Karioi was a station on the North Island Main Trunk line, in the Ruapehu District of New Zealand. A passing loop remains.

== Name ==
The name was changed to Ninnia, or Ninia in 1907, but reverted to Karioi in 1910, though Ninia was still on the 1926 map. Ninia was also later used, further north on the NIMT, at Waione Siding. Karioi settlement lay 2 mi to the south at what is now Karioi Domain.

== History ==
Surveying for the route between Hīhītahi and Piriaka began in 1894. Bush felling for the railway started in 1900. The rails were extended to the station in March, or April 1907 and the line opened from Waiouru to Rangataua for goods traffic on 12 August 1907.

A road to the station was built in 1907 for £1,078.10s. A 3rd class station was built by March 1908 with a budget of £7,672, though that may have included Ohakune. When opened Karioi had rooms for a stationmaster, luggage, urinals and ladies, on a 240 ft by 15 ft platform. There was also a 40 ft by 30 ft goods shed with verandah, a loading bank, cattle and sheep yards, two 4000 impgal water tanks and a cart approach. There was a tablet and fixed signals. Cottages for railway staff were built from 1904 to 1919. A crossing loop could take 85 wagons. There was a Post Office at the station from 1913 to 1951. Approval to remove the station building was given in 1971. On 31 January 1982 the station closed to all traffic except in wagon lots and closed to that on 23 June 1984.

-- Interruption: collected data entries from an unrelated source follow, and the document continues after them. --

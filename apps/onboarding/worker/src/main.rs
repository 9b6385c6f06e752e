//! Onboarding Worker - Entry Point
//!
//! Runs the ingestion and fan-out consumers against Redis streams.

#[tokio::main]
async fn main() -> eyre::Result<()> {
    onboarding_worker::run().await
}
impl<Q, D> FanOutConsumer<Q, D>
where
    Q: BatchQueue,
    D: DeadLetterSink,
{
    pub fn new(queue: Arc<Q>, dead_letters: Arc<D>, config: FanOutConfig) -> Result<Self, TemplateError> {
        Ok(Self {
            template: WelcomeTemplate::new(&config.template)?,
            queue,
            dead_letters,
            config,
        })
    }

    pub fn config(&self) -> &FanOutConfig {
        &self.config
    }

    /// Jobs per submit call: the configured size, never above the queue's limit.
    pub fn chunk_size(&self) -> usize {
        self.config
            .max_batch_size
            .min(self.queue.max_batch_size())
            .max(1)
    }

    /// Process one change-feed batch.
    ///
    /// No submission is made when the batch holds no usable INSERT entry.
    /// Malformed entries are dead-lettered only when the call returns `Ok`,
    /// so a redelivered batch never records them twice.
    #[instrument(skip(self, batch), fields(batch_size = batch.len(), queue = %self.queue.name()))]
    pub async fn fan_out(&self, batch: &[ChangeEntry]) -> Result<FanOutSummary, FanOutError> {
        let mut summary = FanOutSummary {
            received: batch.len(),
            ..FanOutSummary::default()
        };

        let (jobs, malformed) = self.build_jobs(batch, &mut summary)?;
        if jobs.is_empty() {
            self.dead_letter_all(malformed, &mut summary).await?;
            debug!(ignored = summary.ignored, malformed = summary.malformed, "No jobs to submit");
            return Ok(summary);
        }

        let mut failed = Vec::new();
        for chunk in jobs.chunks(self.chunk_size()) {
            summary.chunks += 1;
            let report = self.submit_chunk(chunk).await;
            summary.enqueued += report.enqueued;
            summary.retried += report.retried;
            failed.extend(report.failed);
        }

        counter!("onboarding_fanout_jobs_total", "outcome" => "enqueued").increment(summary.enqueued as u64);

        if failed.is_empty() {
            self.dead_letter_all(malformed, &mut summary).await?;
            info!(enqueued = summary.enqueued, chunks = summary.chunks, "Welcome jobs enqueued");
            return Ok(summary);
        }

        counter!("onboarding_fanout_jobs_total", "outcome" => "failed").increment(failed.len() as u64);
        let err = FanOutError::QueueSubmitFailed {
            failed: failed.len(),
            enqueued: summary.enqueued,
            reason: failed[0].failure.reason.clone(),
        };

        match self.config.policy.for_kind(ErrorKind::QueueSubmitFailed) {
            ErrorPolicy::FailClosed => {
                warn!(
                    error = %err,
                    deferred_dead_letters = malformed.len(),
                    "Fan-out incomplete, requesting redelivery"
                );
                Err(err)
            }
            ErrorPolicy::FailOpen => {
                self.dead_letter_all(malformed, &mut summary).await?;
                for failed_job in failed {
                    let letter = DeadLetter::new(
                        FAN_OUT_SOURCE,
                        &failed_job.job.job_id,
                        failed_job.job.message_body().to_string(),
                        &failed_job.failure.reason,
                    )
                    .with_attempts(failed_job.attempts);
                    self.dead_letter(letter).await?;
                    summary.dead_lettered += 1;
                }
                warn!(error = %err, dead_lettered = summary.dead_lettered, "Fan-out incomplete, jobs dead-lettered");
                Ok(summary)
            }
        }
    }

    /// Filter and transform, in batch order.
    ///
    /// Returns the jobs plus the dead letters owed for malformed entries.
    fn build_jobs(
        &self,
        batch: &[ChangeEntry],
        summary: &mut FanOutSummary,
    ) -> Result<(Vec<EmailJob>, Vec<DeadLetter>), FanOutError> {
        let mut ids = JobIdAllocator::new();
        let mut jobs = Vec::new();
        let mut malformed = Vec::new();

        for (index, entry) in batch.iter().enumerate() {
            if !entry.is_insert() {
                summary.ignored += 1;
                continue;
            }
            summary.inserts += 1;

            match self.build_job(entry, &mut ids) {
                Ok(job) => jobs.push(job),
                Err(reason) => {
                    summary.malformed += 1;
                    counter!("onboarding_fanout_malformed_total").increment(1);

                    let err = FanOutError::MalformedChangeEntry {
                        sequence: entry.sequence_or(index),
                        reason,
                    };
                    if self.config.policy.for_kind(ErrorKind::MalformedChangeEntry) == ErrorPolicy::FailClosed {
                        warn!(error = %err, "Malformed change entry, rejecting batch");
                        return Err(err);
                    }

                    warn!(error = %err, "Malformed change entry, skipping");
                    let payload = serde_json::to_string(entry).unwrap_or_else(|_| format!("{:?}", entry));
                    malformed.push(DeadLetter::new(
                        CHANGE_FEED_SOURCE,
                        entry.sequence_or(index),
                        payload,
                        err.to_string(),
                    ));
                }
            }
        }

        Ok((jobs, malformed))
    }

    fn build_job(&self, entry: &ChangeEntry, ids: &mut JobIdAllocator) -> Result<EmailJob, String> {
        let user = entry.user()?;
        let rendered = self.template.render(&user).map_err(|e| e.to_string())?;

        Ok(EmailJob {
            job_id: ids.allocate(&user.id),
            to: user.email,
            subject: rendered.subject,
            body: rendered.html,
        })
    }

    /// Submit one chunk, resubmitting only the entries that failed.
    ///
    /// A whole-call error counts as a failure of every pending entry. An entry
    /// the queue reported nothing for is treated as a transient failure.
    async fn submit_chunk(&self, chunk: &[EmailJob]) -> ChunkReport {
        let mut report = ChunkReport::default();
        let mut pending: Vec<&EmailJob> = chunk.iter().collect();
        let mut attempt: u32 = 0;

        loop {
            attempt += 1;
            let entries: Vec<BatchEntry> = pending.iter().map(|job| job.to_batch_entry()).collect();

            let failures: Vec<(&EmailJob, EntryFailure)> = match self.queue.submit_batch(&entries).await {
                Ok(outcomes) => {
                    let mut by_id: HashMap<String, EntryOutcome> =
                        outcomes.into_iter().map(|o| (o.id.clone(), o)).collect();
                    let mut failures = Vec::new();

                    for job in pending {
                        match by_id.remove(&job.job_id).map(|o| o.result) {
                            Some(Ok(message_id)) => {
                                report.enqueued += 1;
                                debug!(job_id = %job.job_id, %message_id, "Job enqueued");
                            }
                            Some(Err(failure)) => failures.push((job, failure)),
                            None => failures.push((job, EntryFailure::transient("queue reported no outcome"))),
                        }
                    }
                    failures
                }
                Err(e) => {
                    warn!(error = %e, attempt, entries = entries.len(), "Batch submit call failed");
                    let failure = EntryFailure::from(&e);
                    pending.into_iter().map(|job| (job, failure.clone())).collect()
                }
            };

            let (retryable, permanent): (Vec<_>, Vec<_>) =
                failures.into_iter().partition(|(_, f)| f.category.is_retryable());

            report.failed.extend(permanent.into_iter().map(|(job, failure)| FailedJob {
                job: job.clone(),
                failure,
                attempts: attempt,
            }));

            if retryable.is_empty() {
                break;
            }

            if attempt >= self.config.max_submit_attempts {
                error!(
                    failed = retryable.len(),
                    attempts = attempt,
                    "Giving up on jobs after repeated submit failures"
                );
                report.failed.extend(retryable.into_iter().map(|(job, failure)| FailedJob {
                    job: job.clone(),
                    failure,
                    attempts: attempt,
                }));
                break;
            }

            let delay_ms = retryable
                .iter()
                .map(|(_, f)| {
                    f.category
                        .backoff_delay_ms(self.config.retry_backoff_ms, attempt - 1, self.config.max_backoff_ms)
                })
                .max()
                .unwrap_or(0);

            info!(
                retrying = retryable.len(),
                attempt,
                delay_ms,
                "Resubmitting failed jobs"
            );
            report.retried += retryable.len();

            if delay_ms > 0 {
                tokio::time::sleep(Duration::from_millis(delay_ms)).await;
            }

            pending = retryable.into_iter().map(|(job, _)| job).collect();
        }

        report
    }

    async fn dead_letter_all(&self, letters: Vec<DeadLetter>, summary: &mut FanOutSummary) -> Result<(), FanOutError> {
        for letter in letters {
            self.dead_letter(letter).await?;
            summary.dead_lettered += 1;
        }
        Ok(())
    }

    async fn dead_letter(&self, letter: DeadLetter) -> Result<String, FanOutError> {
        let key = letter.key.clone();
        self.dead_letters.record(letter).await.map_err(|e| {
            error!(error = %e, %key, "Failed to write dead letter");
            FanOutError::DeadLetterFailed(e.to_string())
        })
    }
}
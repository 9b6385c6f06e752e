//! Worker settings, loaded once at startup.

use core_config::redis::RedisConfig;
use core_config::{env_or_default, env_parse, ConfigError, FromEnv};
use domain_onboarding::{FanOutConfig, IngestionConfig, UserChangeStream, UserNotificationStream, WelcomeEmailStream};
use std::net::SocketAddr;
use stream_queue::StreamDef;

#[derive(Debug, Clone)]
pub struct WorkerSettings {
    pub redis: RedisConfig,
    /// Prometheus scrape port.
    pub metrics_port: u16,
    /// Consumer name within each consumer group.
    pub consumer_id: String,
    /// Entries read per `XREADGROUP`.
    pub read_batch_size: usize,
    pub block_ms: u64,
    /// Delay before entries left pending are read again.
    pub redeliver_after_ms: u64,
    pub notifications_stream: String,
    pub changes_stream: String,
    pub welcome_queue: String,
    pub dlq_stream: String,
    pub ingestion: IngestionConfig,
    pub fan_out: FanOutConfig,
}

impl WorkerSettings {
    pub fn metrics_addr(&self) -> SocketAddr {
        SocketAddr::from(([0, 0, 0, 0], self.metrics_port))
    }
}

impl FromEnv for WorkerSettings {
    fn from_env() -> Result<Self, ConfigError> {
        let read_batch_size = env_parse("WORKER_READ_BATCH", 100usize)?;
        if read_batch_size == 0 {
            return Err(ConfigError::Invalid {
                key: "WORKER_READ_BATCH".to_string(),
                details: "must be at least 1".to_string(),
            });
        }

        Ok(Self {
            redis: RedisConfig::from_env()?,
            metrics_port: env_parse("METRICS_PORT", 9090u16)?,
            consumer_id: env_or_default("WORKER_ID", &format!("worker-{}", uuid::Uuid::new_v4().simple())),
            read_batch_size,
            block_ms: env_parse("WORKER_BLOCK_MS", 1_000u64)?,
            redeliver_after_ms: env_parse("WORKER_REDELIVER_AFTER_MS", 5_000u64)?,
            notifications_stream: env_or_default("USER_NOTIFICATIONS_STREAM", UserNotificationStream::STREAM_NAME),
            changes_stream: env_or_default("USER_CHANGES_STREAM", UserChangeStream::STREAM_NAME),
            welcome_queue: env_or_default("WELCOME_QUEUE", WelcomeEmailStream::STREAM_NAME),
            dlq_stream: env_or_default("DLQ_STREAM", WelcomeEmailStream::DLQ_STREAM),
            ingestion: IngestionConfig::from_env()?,
            fan_out: FanOutConfig::from_env()?,
        })
    }
}
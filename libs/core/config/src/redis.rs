use crate::{env_or_default, ConfigError, FromEnv};

/// Redis connection settings
#[derive(Clone, Debug)]
pub struct RedisConfig {
    pub url: String,
}

impl RedisConfig {
    pub fn new(url: impl Into<String>) -> Self {
        Self { url: url.into() }
    }
}

impl FromEnv for RedisConfig {
    /// Reads `REDIS_URL`, defaulting to a local instance.
    fn from_env() -> Result<Self, ConfigError> {
        let url = env_or_default("REDIS_URL", "redis://127.0.0.1:6379");
        if !url.starts_with("redis://") && !url.starts_with("rediss://") {
            return Err(ConfigError::Invalid {
                key: "REDIS_URL".to_string(),
                details: format!("expected a redis:// or rediss:// url, got '{}'", url),
            });
        }
        Ok(Self { url })
    }
}

#[cfg(test)]
mod tests {
    use super::*;

    #[test]
    fn test_redis_config_default() {
        temp_env::with_var_unset("REDIS_URL", || {
            let config = RedisConfig::from_env().unwrap();
            assert_eq!(config.url, "redis://127.0.0.1:6379");
        });
    }

    #[test]
    fn test_redis_config_from_env() {
        temp_env::with_var("REDIS_URL", Some("rediss://cache.internal:6380"), || {
            let config = RedisConfig::from_env().unwrap();
            assert_eq!(config.url, "rediss://cache.internal:6380");
        });
    }

    #[test]
    fn test_redis_config_rejects_other_schemes() {
        temp_env::with_var("REDIS_URL", Some("http://localhost:6379"), || {
            let err = RedisConfig::from_env().unwrap_err();
            assert!(err.to_string().contains("REDIS_URL"));
        });
    }
}
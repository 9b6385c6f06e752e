//! In-memory queue and dead-letter sink for development and tests.

use crate::batch::{validate_batch, BatchEntry, BatchQueue, EntryFailure, EntryOutcome};
use crate::dlq::{DeadLetter, DeadLetterSink};
use crate::error::StreamError;
use async_trait::async_trait;
use std::sync::Arc;
use tokio::sync::Mutex;

#[derive(Debug, Default)]
struct QueueState {
    calls: Vec<Vec<BatchEntry>>,
    accepted: Vec<BatchEntry>,
    // remaining failures per entry id prefix
    entry_failures: Vec<(String, u32, EntryFailure)>,
    // remaining whole-call failures
    call_failures: u32,
    next_message: u64,
}

/// Queue that keeps every accepted entry in memory.
///
/// Failures can be scripted per entry id prefix or for whole calls, which
/// makes partial-batch behaviour easy to exercise.
#[derive(Debug, Clone)]
pub struct InMemoryQueue {
    name: String,
    max_batch_size: usize,
    state: Arc<Mutex<QueueState>>,
}

impl InMemoryQueue {
    pub fn new(name: impl Into<String>, max_batch_size: usize) -> Self {
        Self {
            name: name.into(),
            max_batch_size: max_batch_size.max(1),
            state: Arc::new(Mutex::new(QueueState::default())),
        }
    }

    /// Fail the next `times` submissions of entries whose id starts with `prefix`.
    pub async fn fail_entry(&self, prefix: impl Into<String>, times: u32, failure: EntryFailure) {
        self.state
            .lock()
            .await
            .entry_failures
            .push((prefix.into(), times, failure));
    }

    /// Reject the next `times` calls as a whole.
    pub async fn fail_calls(&self, times: u32) {
        self.state.lock().await.call_failures = times;
    }

    /// Every call made so far, in order, including rejected ones.
    pub async fn calls(&self) -> Vec<Vec<BatchEntry>> {
        self.state.lock().await.calls.clone()
    }

    /// Entries accepted so far, in acceptance order.
    pub async fn accepted(&self) -> Vec<BatchEntry> {
        self.state.lock().await.accepted.clone()
    }

    pub async fn call_count(&self) -> usize {
        self.state.lock().await.calls.len()
    }
}

#[async_trait]
impl BatchQueue for InMemoryQueue {
    async fn submit_batch(&self, entries: &[BatchEntry]) -> Result<Vec<EntryOutcome>, StreamError> {
        let mut state = self.state.lock().await;
        state.calls.push(entries.to_vec());

        validate_batch(entries, self.max_batch_size)?;

        if state.call_failures > 0 {
            state.call_failures -= 1;
            return Err(StreamError::Internal(format!("{} unavailable", self.name)));
        }

        let mut outcomes = Vec::with_capacity(entries.len());
        for entry in entries {
            let scripted = state
                .entry_failures
                .iter_mut()
                .find(|(prefix, remaining, _)| *remaining > 0 && entry.id.starts_with(prefix.as_str()))
                .map(|(_, remaining, failure)| {
                    *remaining -= 1;
                    failure.clone()
                });

            match scripted {
                Some(failure) => outcomes.push(EntryOutcome::failed(&entry.id, failure)),
                None => {
                    state.next_message += 1;
                    let message_id = format!("{}-{}", self.name, state.next_message);
                    state.accepted.push(entry.clone());
                    outcomes.push(EntryOutcome::accepted(&entry.id, message_id));
                }
            }
        }

        Ok(outcomes)
    }

    fn max_batch_size(&self) -> usize {
        self.max_batch_size
    }

    fn name(&self) -> &str {
        &self.name
    }
}

/// Dead-letter sink backed by a `Vec`.
#[derive(Debug, Clone, Default)]
pub struct InMemoryDeadLetters {
    letters: Arc<Mutex<Vec<DeadLetter>>>,
    unavailable: bool,
}

impl InMemoryDeadLetters {
    pub fn new() -> Self {
        Self::default()
    }

    /// A sink whose writes always fail.
    pub fn unavailable() -> Self {
        Self {
            letters: Arc::default(),
            unavailable: true,
        }
    }

    pub async fn letters(&self) -> Vec<DeadLetter> {
        self.letters.lock().await.clone()
    }

    pub async fn len(&self) -> usize {
        self.letters.lock().await.len()
    }

    pub async fn is_empty(&self) -> bool {
        self.letters.lock().await.is_empty()
    }
}

#[async_trait]
impl DeadLetterSink for InMemoryDeadLetters {
    async fn record(&self, letter: DeadLetter) -> Result<String, StreamError> {
        if self.unavailable {
            return Err(StreamError::Internal("dead-letter sink unavailable".to_string()));
        }
        let mut letters = self.letters.lock().await;
        letters.push(letter);
        Ok(format!("dlq-{}", letters.len()))
    }
}
//! Redis test infrastructure
//!
//! Provides a `TestRedis` helper that creates a Redis container for testing.

use redis::aio::ConnectionManager;
use redis::Client;
use testcontainers::runners::AsyncRunner;
use testcontainers::{ContainerAsync, ImageExt};
use testcontainers_modules::redis::Redis;

/// Test Redis wrapper that ensures proper cleanup
///
/// The container is stopped and removed when this struct is dropped.
pub struct TestRedis {
    #[allow(dead_code)]
    container: ContainerAsync<Redis>,
    connection: ConnectionManager,
    pub connection_string: String,
}

impl TestRedis {
    /// Start a Redis 8 Alpine container and connect to it
    pub async fn new() -> Self {
        let container = Redis::default()
            .with_tag("8-alpine")
            .start()
            .await
            .expect("Failed to start Redis container");

        let host_port = container
            .get_host_port_ipv4(6379)
            .await
            .expect("Failed to get Redis port");

        let connection_string = format!("redis://127.0.0.1:{}", host_port);

        let client = Client::open(connection_string.clone()).expect("Failed to create Redis client");

        let connection = ConnectionManager::new(client)
            .await
            .expect("Failed to connect to Redis");

        tracing::info!(port = host_port, "Test Redis ready (Redis 8-alpine)");

        Self {
            container,
            connection,
            connection_string,
        }
    }

    /// Get a cloned connection manager (useful for passing to services)
    pub fn connection(&self) -> ConnectionManager {
        self.connection.clone()
    }

    /// Get the connection string for manual client creation
    pub fn connection_string(&self) -> &str {
        &self.connection_string
    }
}

impl Drop for TestRedis {
    fn drop(&mut self) {
        tracing::debug!("Cleaning up test Redis container");
    }
}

== Mangawhero Sawmilling tramway ==
An agreement to log 3700 acre was made in 1906. Mangawhero Sawmilling Co's logging tramway ran east from the station between about 1922 and 1929. About 1926 the mill bought 3 Nattrass Tractors and were quoted as saying, "After spending £7000 on a tramway, and purchasing a locomotive (unable to shift any timber because of the grade being one in nine), one million and a half feet of timber accumulated, and your Rail Tractor saved the situation." The line was worked by an NZR P class (1876) loco, transferred from the Sanson Tramway in about 1922, but it was dismantled by 1932.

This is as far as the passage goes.